Sul finire di giugno dell’anno che precedette la Grande Guerra, una delle rare automobili in circolazione spegneva il suo borbottìo autorevole sul porto-canale di Cesenatico davanti a una delle palazzine che si specchiavano in fitta schiera nel nastro d’acqua verde. L’abitazione a due piani, costruita “in grigio et in silenzio” (Corrado Govoni era stato tra gli ospiti di quella casa) allineava sul canale persiani di legno verdi discretamente accostate, attraverso le quali si esercitava, di tanto in tanto, inutilmente, la curiosità di qualche pescatore.

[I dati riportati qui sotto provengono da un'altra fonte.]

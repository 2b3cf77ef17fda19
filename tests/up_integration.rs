use parse_schema_sync::reconcile::{FailurePolicy, ReconcileOptions};
use parse_schema_sync::schema::{ClassLevelPermissions, ClassSchema, FieldChange, FieldSpec, FieldType};
use parse_schema_sync::store;
use parse_schema_sync::sync::{self, DeleteOptions, UpOptions};
use parse_schema_sync::ParseError;
use serde_json::json;
use std::path::PathBuf;
use tempfile::TempDir;

mod sync_test_utils;
use sync_test_utils::shared::{Call, MockParseServer};

fn user_class() -> ClassSchema {
    ClassSchema::new("User")
        .with_field("name", FieldSpec::new(FieldType::String).required(true))
        .with_permissions(ClassLevelPermissions::public("*"))
}

async fn local_schema(classes: &[ClassSchema]) -> (TempDir, PathBuf) {
    let dir = tempfile::tempdir().unwrap();
    let path = dir.path().join("classes");
    store::write_all(&path, classes).await.unwrap();
    (dir, path)
}

#[tokio::test]
async fn test_new_field_is_added_with_a_single_update() {
    let server = MockParseServer::with_classes(vec![user_class()]);
    let local = user_class().with_field("age", FieldSpec::new(FieldType::Number));
    let (_dir, path) = local_schema(&[local.clone()]).await;

    let report = sync::up(&server, &path, &UpOptions::default())
        .await
        .expect("up failed");

    assert!(report.is_success());
    let calls = server.mutating_calls();
    assert_eq!(calls.len(), 1, "unexpected calls: {:?}", calls);
    match &calls[0] {
        Call::UpdateClass(update) => {
            assert_eq!(update.class_name, "User");
            assert_eq!(
                update.fields.get("age"),
                Some(&FieldChange::Set(FieldSpec::new(FieldType::Number)))
            );
            assert_eq!(update.fields.len(), 1);
            assert_eq!(update.class_level_permissions, ClassLevelPermissions::public("*"));
        }
        other => panic!("expected an update call, got {:?}", other),
    }
    assert_eq!(server.class("User"), Some(local));
}

#[tokio::test]
async fn test_second_run_makes_no_changes() {
    let server = MockParseServer::with_classes(vec![ClassSchema::new("Stale")]);
    let game = ClassSchema::new("Game")
        .with_field("owner", FieldSpec::pointer("_User"))
        .with_field("players", FieldSpec::relation("_User"))
        .with_field("score", FieldSpec::new(FieldType::Number).with_default(json!(0)));
    let (_dir, path) = local_schema(&[game, user_class()]).await;

    let first = sync::up(&server, &path, &UpOptions::default()).await.unwrap();
    assert_eq!(
        first.applied,
        vec![
            "create class Game (3 fields)",
            "create class User (1 fields)",
            "delete class Stale",
        ]
    );

    server.clear_calls();
    let second = sync::up(&server, &path, &UpOptions::default()).await.unwrap();
    assert!(second.applied.is_empty());
    assert!(server.mutating_calls().is_empty());
}

#[tokio::test]
async fn test_changed_field_type_is_deleted_then_recreated() {
    let remote = ClassSchema::new("Game").with_field("score", FieldSpec::new(FieldType::String));
    let server = MockParseServer::with_classes(vec![remote]);
    let local = ClassSchema::new("Game").with_field("score", FieldSpec::new(FieldType::Number));
    let (_dir, path) = local_schema(&[local.clone()]).await;

    sync::up(&server, &path, &UpOptions::default()).await.unwrap();

    let calls = server.mutating_calls();
    assert_eq!(calls.len(), 2);
    match (&calls[0], &calls[1]) {
        (Call::UpdateClass(first), Call::UpdateClass(second)) => {
            assert_eq!(first.deleted_fields().collect::<Vec<_>>(), vec!["score"]);
            assert_eq!(second.set_fields().count(), 1);
        }
        other => panic!("unexpected calls: {:?}", other),
    }
    assert_eq!(server.class("Game"), Some(local));
}

#[tokio::test]
async fn test_obsolete_class_is_deleted_only_when_allowed() {
    let (_dir, path) = local_schema(&[user_class()]).await;

    let server = MockParseServer::with_classes(vec![user_class(), ClassSchema::new("Obsolete")]);
    sync::up(&server, &path, &UpOptions::default()).await.unwrap();
    assert_eq!(
        server.mutating_calls(),
        vec![Call::DeleteClass("Obsolete".to_string())]
    );

    let server = MockParseServer::with_classes(vec![user_class(), ClassSchema::new("Obsolete")]);
    let options = UpOptions {
        reconcile: ReconcileOptions {
            delete_classes: false,
            ..ReconcileOptions::default()
        },
        ..UpOptions::default()
    };
    let report = sync::up(&server, &path, &options).await.unwrap();
    assert!(server.mutating_calls().is_empty());
    assert_eq!(report.warnings, vec!["Skip deleting class: Obsolete"]);
}

#[tokio::test]
async fn test_safe_mode_never_deletes() {
    let remote = user_class()
        .with_field("legacy", FieldSpec::new(FieldType::Object))
        .with_field("rank", FieldSpec::new(FieldType::String));
    let server = MockParseServer::with_classes(vec![remote, ClassSchema::new("Obsolete")]);
    let local = user_class()
        .with_field("rank", FieldSpec::new(FieldType::Number))
        .with_field("email", FieldSpec::new(FieldType::String));
    let (_dir, path) = local_schema(&[local]).await;

    let options = UpOptions {
        reconcile: ReconcileOptions::safe(),
        ..UpOptions::default()
    };
    let report = sync::up(&server, &path, &options).await.unwrap();

    for call in server.mutating_calls() {
        match call {
            Call::UpdateClass(update) => assert_eq!(update.deleted_fields().count(), 0),
            Call::DeleteClass(name) => panic!("safe mode dropped class {}", name),
            _ => {}
        }
    }
    let user = server.class("User").unwrap();
    assert!(user.fields.contains_key("legacy"));
    assert!(user.fields.contains_key("email"));
    assert_eq!(user.fields["rank"], FieldSpec::new(FieldType::String));
    assert!(server.class("Obsolete").is_some());
    assert!(report
        .warnings
        .contains(&"Can't update field: User.rank".to_string()));
}

#[tokio::test]
async fn test_ignored_classes_are_left_alone() {
    let server = MockParseServer::with_classes(vec![
        ClassSchema::new("TempImport"),
        ClassSchema::new("AuditLog"),
        ClassSchema::new("Keep"),
    ]);
    let (_dir, path) = local_schema(&[ClassSchema::new("Keep"), ClassSchema::new("TempLocal")]).await;

    let options = UpOptions {
        ignore: vec!["Temp*".to_string(), "*Log".to_string()],
        ..UpOptions::default()
    };
    let report = sync::up(&server, &path, &options).await.unwrap();

    assert!(report.applied.is_empty());
    assert!(server.mutating_calls().is_empty());
}

#[tokio::test]
async fn test_non_empty_class_requires_purge() {
    let (_dir, path) = local_schema(&[]).await;

    let server = MockParseServer::with_classes(vec![ClassSchema::new("Obsolete")]);
    server.add_objects("Obsolete", 3);
    let result = sync::up(&server, &path, &UpOptions::default()).await;
    match result {
        Err(ParseError::ApiError { code, .. }) => assert_eq!(code, 255),
        other => panic!("expected ApiError, got {:?}", other),
    }
    assert!(server.class("Obsolete").is_some());

    let options = UpOptions {
        reconcile: ReconcileOptions {
            delete_non_empty_class: true,
            ..ReconcileOptions::default()
        },
        ..UpOptions::default()
    };
    let report = sync::up(&server, &path, &options).await.unwrap();
    assert_eq!(report.applied, vec!["purge objects of Obsolete and delete class"]);
    assert_eq!(server.object_count("Obsolete"), 0);
    assert!(server.class("Obsolete").is_none());
}

#[tokio::test]
async fn test_purge_collects_every_page_before_deleting() {
    let (_dir, path) = local_schema(&[]).await;
    let server = MockParseServer::with_classes(vec![ClassSchema::new("Big")]);
    server.add_objects("Big", 2500);

    let options = UpOptions {
        reconcile: ReconcileOptions {
            delete_non_empty_class: true,
            ..ReconcileOptions::default()
        },
        ..UpOptions::default()
    };
    sync::up(&server, &path, &options).await.unwrap();

    let pages: Vec<usize> = server
        .calls()
        .into_iter()
        .filter_map(|c| match c {
            Call::ListObjects { skip, .. } => Some(skip),
            _ => None,
        })
        .collect();
    assert_eq!(pages, vec![0, 1000, 2000, 2500]);
    assert!(server.class("Big").is_none());
}

#[tokio::test]
async fn test_purge_follows_server_page_cap() {
    let (_dir, path) = local_schema(&[]).await;
    let server = MockParseServer::with_classes(vec![ClassSchema::new("Capped")]);
    server.set_max_limit(100);
    server.add_objects("Capped", 250);

    let options = UpOptions {
        reconcile: ReconcileOptions {
            delete_non_empty_class: true,
            ..ReconcileOptions::default()
        },
        ..UpOptions::default()
    };
    let report = sync::up(&server, &path, &options).await.unwrap();

    let pages: Vec<usize> = server
        .calls()
        .into_iter()
        .filter_map(|c| match c {
            Call::ListObjects { skip, .. } => Some(skip),
            _ => None,
        })
        .collect();
    assert_eq!(pages, vec![0, 100, 200, 250]);
    assert_eq!(report.applied, vec!["purge objects of Capped and delete class"]);
    assert_eq!(server.object_count("Capped"), 0);
    assert!(server.class("Capped").is_none());
}

#[tokio::test]
async fn test_failure_policy_abort_and_continue() {
    let (_dir, path) = local_schema(&[
        ClassSchema::new("Alpha"),
        ClassSchema::new("Beta"),
        ClassSchema::new("Gamma"),
    ])
    .await;

    let server = MockParseServer::new();
    server.fail_requests_for("Beta");
    let result = sync::up(&server, &path, &UpOptions::default()).await;
    assert!(matches!(result, Err(ParseError::ApiError { status: 500, .. })));
    assert_eq!(server.class_names(), vec!["Alpha"]);

    let server = MockParseServer::new();
    server.fail_requests_for("Beta");
    let options = UpOptions {
        reconcile: ReconcileOptions {
            failure_policy: FailurePolicy::Continue,
            ..ReconcileOptions::default()
        },
        ..UpOptions::default()
    };
    let report = sync::up(&server, &path, &options).await.unwrap();
    assert!(!report.is_success());
    assert_eq!(report.failures.len(), 1);
    assert_eq!(report.failures[0].class_name, "Beta");
    assert_eq!(server.class_names(), vec!["Alpha", "Gamma"]);
}

#[tokio::test]
async fn test_prefix_scopes_push_and_keeps_system_classes() {
    let server = MockParseServer::with_classes(vec![
        ClassSchema::new("_Role"),
        ClassSchema::new("Other_Game"),
        ClassSchema::new("Test_Old"),
    ]);
    let game = ClassSchema::new("Game").with_field("level", FieldSpec::pointer("{{PREFIX}}Level"));
    let (_dir, path) = local_schema(&[game, ClassSchema::new("Level")]).await;

    let options = UpOptions {
        prefix: Some("Test_".to_string()),
        ..UpOptions::default()
    };
    let report = sync::up(&server, &path, &options).await.unwrap();

    assert_eq!(
        report.applied,
        vec![
            "create class Test_Game (1 fields)",
            "create class Test_Level (0 fields)",
            "delete class Test_Old",
        ]
    );
    let created = server.class("Test_Game").unwrap();
    assert_eq!(
        created.fields["level"].target_class.as_deref(),
        Some("Test_Level")
    );
    assert!(server.class("_Role").is_some());
    assert!(server.class("Other_Game").is_some());
}

#[tokio::test]
async fn test_unprefixed_reference_is_reported() {
    let server = MockParseServer::new();
    let game = ClassSchema::new("Game").with_field("level", FieldSpec::pointer("Level"));
    let (_dir, path) = local_schema(&[game, ClassSchema::new("Level")]).await;

    let options = UpOptions {
        prefix: Some("Test_".to_string()),
        ..UpOptions::default()
    };
    let plan = sync::plan_up(&server, &path, &options).await.unwrap();
    assert_eq!(plan.warnings.len(), 1);
    assert!(plan.warnings[0].starts_with("Game.level targets 'Level'"));
    assert!(server.mutating_calls().is_empty());
}

#[tokio::test]
async fn test_delete_drops_local_classes_only() {
    let server = MockParseServer::with_classes(vec![
        ClassSchema::new("_User"),
        ClassSchema::new("App_Game"),
        ClassSchema::new("App_Other"),
    ]);
    server.add_objects("App_Game", 2);
    let (_dir, path) = local_schema(&[ClassSchema::new("_User"), ClassSchema::new("Game")]).await;

    let options = DeleteOptions {
        prefix: Some("App_".to_string()),
        delete_non_empty_class: true,
        ..DeleteOptions::default()
    };
    let report = sync::delete(&server, &path, &options).await.unwrap();

    assert_eq!(report.applied, vec!["purge objects of App_Game and delete class"]);
    assert_eq!(server.class_names(), vec!["App_Other", "_User"]);
}

#[tokio::test]
async fn test_missing_local_schema_is_not_found() {
    let dir = tempfile::tempdir().unwrap();
    let server = MockParseServer::new();
    let result = sync::up(&server, &dir.path().join("nothing"), &UpOptions::default()).await;
    assert!(matches!(result, Err(ParseError::NotFound(_))));
    assert!(server.calls().is_empty());
}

Dalla vettura era sceso un uomo in carne sulla cinquantina, con la prosopopea ben riuscita del romagnolo che oltre ad avere qualche lira sotto il gilet di seta avesse sciacquato i panni in Arno o in acque altrettanto illustri. Quel signore accaldato, leggermente polveroso, era Alfredo Panzini. In sosta dinanzi alla stessa casa, scalpitando ogni tanto con dolcezza regolare, un cavallo di piazza immergeva il muso nel sacco della biada sotto l’occhio poco ingrassante del suo padrone, appisolato com’era a cassetta. Dalla vettura era scesa un’ora prima (potevano essere le cinque pomeridiane) una signora di quarant’anni poco alta, non avvenente, vestita di un sobrio nero integrale nonostante che si fosse già in estate. Di lei colpivano gli occhi e le ciglia folte, corvini come il vestito, e una fine severa compostezza. Sarda, con residenza a Roma, si trovava a villeggiare come ogni estate nella sua villa di Cervia a breve distanza da Cesenatico: la signora era Grazia Deledda, la sola donna che avrebbe insignito l’Italia di un Nobel letterario.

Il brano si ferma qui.